Remembering Elijah Moshinsky (1946–2021)

The Australian director's productions, that include his well-known Simon Boccanegra, have delighted audiences at The Royal Opera over five decades.

ByKate Hopkins
Friday 15 January 2021, 2.06pm

The Royal Opera is saddened to hear of the death of the Australian theatre and opera director Elijah Moshinsky, who passed away on 14 January aged 75.

Elijah Moshinsky was born in Shanghai to Russian Jewish parents, and grew up in Melbourne. He studied at the University of Melbourne and St Antony’s College, Oxford, where he undertook research on the Russian writer Alexander Herzen. He began directing while a student at Oxford. When John Tooley, General Director at Covent Garden, saw his production of As You Like It for the Oxford and Cambridge Shakespeare Company he invited him to become a staff producer at Covent Garden. Moshinsky’s first production, a ‘stripped-down’ 1975 staging of Peter Grimes, was an enormous success. He subsequently returned many times to The Royal Opera, where he worked with many of the world’s greatest singers. His Royal Opera productions included Lohengrin (which ran for some thirty years), Tannhäuser, The Rake’s Progress, Samson et Dalila, Die Entführung aus dem Serail and several Verdi operas including Attila, Macbeth, Stiffelio, Il trovatore, Simon Boccanegra, Aida and Otello. His work for The Royal Opera often won critical acclaim; in 1992 the Independent described his Otello as ‘a grand, statuesque, eminently operatic show’, while online site The Arts Desk hailed his 1991 production of Simon Boccanegra as ‘a gorgeous feast of colour… that matches the score for sheer sumptuousness’ at its 2018 revival. His 1993 production of Verdi’s rarely-heard Stiffelio, meanwhile, was acclaimed by the Guardian as the staging that put the opera ‘back on the musical map’.

Moshinsky also directed opera for companies including La Scala, Milan, the Metropolitan Opera, New York (including a long-running Makropulos Affair and The Queen of Spades), Lyric Opera of Chicago, Opera Australia, the Maggio Musicale in Florence, Welsh National Opera, Scottish Opera and English National Opera (where he directed the British premiere of Le Grand Macabre among other shows). He also had a distinguished career in theatre, and worked at the National Theatre, the RSC and in the West End, where he directed William Nicholson’s acclaimed play about C.S. Lewis, Shadowlands (which later moved to Broadway). Moshinsky made a number of films for television, including several Shakespeare plays, and directed two documentaries – Mozart in Turkey and Divas in the Arena – for the BBC. His final productions included three early Verdi operas for Buxton Festival.

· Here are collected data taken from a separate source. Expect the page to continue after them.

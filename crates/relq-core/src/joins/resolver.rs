use std::collections::{HashMap, HashSet};
use std::sync::Arc;

use tracing::{debug, trace};

use super::helpers::{join_alias, same_table};
use crate::column::{ColumnRef, JoinEdge, TableId};
use crate::error::{RelqError, Result};
use crate::metadata::{Metadata, TableDescriptor};
use crate::sql::{ColumnPath, Condition, Join, JoinKind, Select, Source};

/// One appearance of a physical table in the FROM graph.
#[derive(Debug, Clone, PartialEq)]
pub struct TableInstance {
    pub table: Arc<TableDescriptor>,
    pub alias: Arc<str>,
}

impl TableInstance {
    pub fn source(&self) -> Source {
        Source::table(self.table.schema.as_deref(), &self.table.name, &self.alias)
    }

    /// `alias.column` for the column at `attnum`, checked against this table.
    fn column_path(&self, metadata: &Metadata, col: ColumnRef) -> Result<ColumnPath> {
        let name = metadata.column_name(col.table_id, col.attnum)?;
        if self.table.column_by_name(&name).is_none() {
            return Err(RelqError::ColumnNameNotFound {
                relation: self.alias.to_string(),
                column: name,
            });
        }
        Ok(ColumnPath::qualified(&self.alias, &name))
    }
}

/// Builds the join graph reachable from a base table.
///
/// Every join-path prefix resolves to exactly one table instance for the
/// lifetime of the resolver, so columns sharing a prefix share its joins.
pub struct JoinPathResolver<'m> {
    metadata: &'m Metadata,
    base: TableInstance,
    instances: HashMap<Vec<JoinEdge>, TableInstance>,
    seen_joins: HashSet<(ColumnPath, ColumnPath)>,
    used_aliases: HashSet<Arc<str>>,
    joins: Vec<Join>,
}

impl<'m> JoinPathResolver<'m> {
    pub fn new(metadata: &'m Metadata, base_table_id: TableId) -> Result<Self> {
        let table = metadata.reflect_table(base_table_id)?;
        let base = TableInstance {
            alias: Arc::from(table.name.as_str()),
            table,
        };
        let mut instances = HashMap::new();
        instances.insert(Vec::new(), base.clone());
        Ok(Self {
            metadata,
            used_aliases: HashSet::from([Arc::clone(&base.alias)]),
            base,
            instances,
            seen_joins: HashSet::new(),
            joins: Vec::new(),
        })
    }

    pub fn base(&self) -> &TableInstance {
        &self.base
    }

    /// Joins emitted so far, in emission order.
    pub fn joins(&self) -> &[Join] {
        &self.joins
    }

    /// Walk `path` edge by edge and return the instance its last edge reaches
    /// (the base table for an empty path), joining whatever is missing.
    pub fn resolve(&mut self, path: &[JoinEdge]) -> Result<TableInstance> {
        let mut right = self.base.clone();

        for (i, edge) in path.iter().copied().enumerate() {
            let left = self.instances.get(&path[..i]).cloned().ok_or_else(|| {
                RelqError::Internal(format!(
                    "join path prefix of length {i} resolved before its parent"
                ))
            })?;

            let prefix = path[..=i].to_vec();
            right = match self.instances.get(&prefix) {
                Some(existing) => existing.clone(),
                None => {
                    let instance = self.new_instance(edge.target_table())?;
                    trace!(alias = %instance.alias, edge = %edge, "new table instance");
                    self.instances.insert(prefix, instance.clone());
                    instance
                }
            };

            if !same_table(&left, edge.source) || !same_table(&right, edge.target) {
                return Err(RelqError::InvalidInitialColumn(format!(
                    "join edge {edge} does not connect `{}` to `{}`",
                    left.alias, right.alias
                )));
            }

            let left_col = left.column_path(self.metadata, edge.source)?;
            let right_col = right.column_path(self.metadata, edge.target)?;
            let key = (left_col.clone(), right_col.clone());
            if self.seen_joins.contains(&key) {
                debug!(left = %left_col, right = %right_col, "join already emitted");
                continue;
            }
            debug!(left = %left_col, right = %right_col, "emitting outer join");
            self.seen_joins.insert(key);
            self.joins.push(Join {
                kind: JoinKind::LeftOuter,
                table: right.source(),
                on: vec![Condition::columns_eq(left_col, right_col)],
            });
        }

        Ok(right)
    }

    /// `SELECT * FROM base LEFT OUTER JOIN ...` with everything resolved so far.
    pub fn into_select(self) -> Select {
        self.joins
            .into_iter()
            .fold(Select::new(self.base.source()), |select, join| {
                select.with_join(join)
            })
    }

    fn new_instance(&mut self, table_id: TableId) -> Result<TableInstance> {
        let table = self.metadata.reflect_table(table_id)?;
        let mut n = self.used_aliases.len();
        let alias: Arc<str> = loop {
            let candidate = join_alias(&table.name, n);
            if !self.used_aliases.contains(candidate.as_str()) {
                break Arc::from(candidate);
            }
            n += 1;
        };
        self.used_aliases.insert(Arc::clone(&alias));
        Ok(TableInstance { table, alias })
    }
}

#[cfg(test)]
mod tests {
    use super::*;
    use crate::metadata::fixtures::metadata;

    fn city_edge() -> JoinEdge {
        JoinEdge::new((10, 3), (20, 1))
    }

    fn country_via_city() -> JoinEdge {
        JoinEdge::new((20, 2), (30, 1))
    }

    #[test]
    fn empty_path_is_the_base_table() -> Result<()> {
        let metadata = metadata();
        let mut resolver = JoinPathResolver::new(&metadata, 10)?;
        let instance = resolver.resolve(&[])?;
        assert_eq!(&*instance.alias, "T");
        assert!(resolver.joins().is_empty());
        Ok(())
    }

    #[test]
    fn shared_prefix_reuses_instance_and_join() -> Result<()> {
        let metadata = metadata();
        let mut resolver = JoinPathResolver::new(&metadata, 10)?;

        let a = resolver.resolve(&[city_edge()])?;
        let b = resolver.resolve(&[city_edge()])?;
        assert_eq!(a, b);
        assert_eq!(resolver.joins().len(), 1);

        // longer path through the same prefix adds exactly one join
        let c = resolver.resolve(&[city_edge(), country_via_city()])?;
        assert_eq!(c.table.name, "countries");
        assert_eq!(resolver.joins().len(), 2);
        Ok(())
    }

    #[test]
    fn distinct_paths_to_the_same_table_get_distinct_aliases() -> Result<()> {
        let metadata = metadata();
        let mut resolver = JoinPathResolver::new(&metadata, 10)?;

        let direct = resolver.resolve(&[JoinEdge::new((10, 4), (30, 1))])?;
        let via_city = resolver.resolve(&[city_edge(), country_via_city()])?;
        assert_eq!(direct.table.id, via_city.table.id);
        assert_ne!(direct.alias, via_city.alias);
        assert_eq!(resolver.joins().len(), 3);
        Ok(())
    }

    #[test]
    fn renders_left_outer_joins() -> Result<()> {
        let metadata = metadata();
        let mut resolver = JoinPathResolver::new(&metadata, 10)?;
        resolver.resolve(&[city_edge()])?;
        assert_eq!(
            resolver.into_select().to_string(),
            "SELECT * FROM `app`.`T` AS `T` \
             LEFT OUTER JOIN `app`.`cities` AS `cities_1` ON `T`.`city_id` = `cities_1`.`id`"
        );
        Ok(())
    }

    #[test]
    fn disconnected_edge_is_rejected() -> Result<()> {
        let metadata = metadata();
        let mut resolver = JoinPathResolver::new(&metadata, 10)?;
        // starts from `cities` although the path starts at the base table
        let res = resolver.resolve(&[country_via_city()]);
        assert!(matches!(res, Err(RelqError::InvalidInitialColumn(_))));
        Ok(())
    }

    #[test]
    fn unknown_target_table_propagates_reflection_error() -> Result<()> {
        let metadata = metadata();
        let mut resolver = JoinPathResolver::new(&metadata, 10)?;
        let res = resolver.resolve(&[JoinEdge::new((10, 3), (99, 1))]);
        assert!(matches!(res, Err(RelqError::TableNotFound { table_id: 99 })));
        Ok(())
    }
}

Oliver Mears, Director of Opera for The Royal Opera, said ‘Elijah Moshinsky was a stage director at the heart of Covent Garden’s story for many decades, beginning with Peter Grimes in 1975 through to the last production he worked with us on, Simon Boccanegra, in 2018. A director committed to great spectacle who demanded everything from his performers, he had a particular passion and sympathy for the works of Verdi, and directed many powerful productions of his operas. He will live long in our memory, and that of our audience.’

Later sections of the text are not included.